# EXERCISE INPUTS:
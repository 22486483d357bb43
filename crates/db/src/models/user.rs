//! User entity model and DTOs.

use folio_core::types::{DbId, Timestamp};
use serde::Serialize;
use sqlx::FromRow;

/// Full user row from the `users` table.
///
/// Contains the password hash -- never serialize this to responses.
/// Use [`UserResponse`] for external-facing output.
#[derive(Debug, Clone, FromRow)]
pub struct User {
    pub id: DbId,
    pub email: String,
    pub password_hash: String,
    pub is_active: bool,
    pub last_login_at: Option<Timestamp>,
    pub created_at: Timestamp,
    pub updated_at: Timestamp,
}

/// Safe user representation for API responses (no password hash).
#[derive(Debug, Clone, Serialize)]
pub struct UserResponse {
    pub id: DbId,
    pub email: String,
    pub last_login_at: Option<Timestamp>,
}

impl From<&User> for UserResponse {
    fn from(user: &User) -> Self {
        Self {
            id: user.id,
            email: user.email.clone(),
            last_login_at: user.last_login_at,
        }
    }
}

/// DTO for creating a new user.
#[derive(Debug)]
pub struct CreateUser {
    pub email: String,
    pub password_hash: String,
}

# TASK DETAILS:
Search the material for the word "UserResponse". Each line where it is found must be copied.

# RESULT:
/// Use [`UserResponse`] for external-facing output.
pub struct UserResponse {
impl From<&User> for UserResponse {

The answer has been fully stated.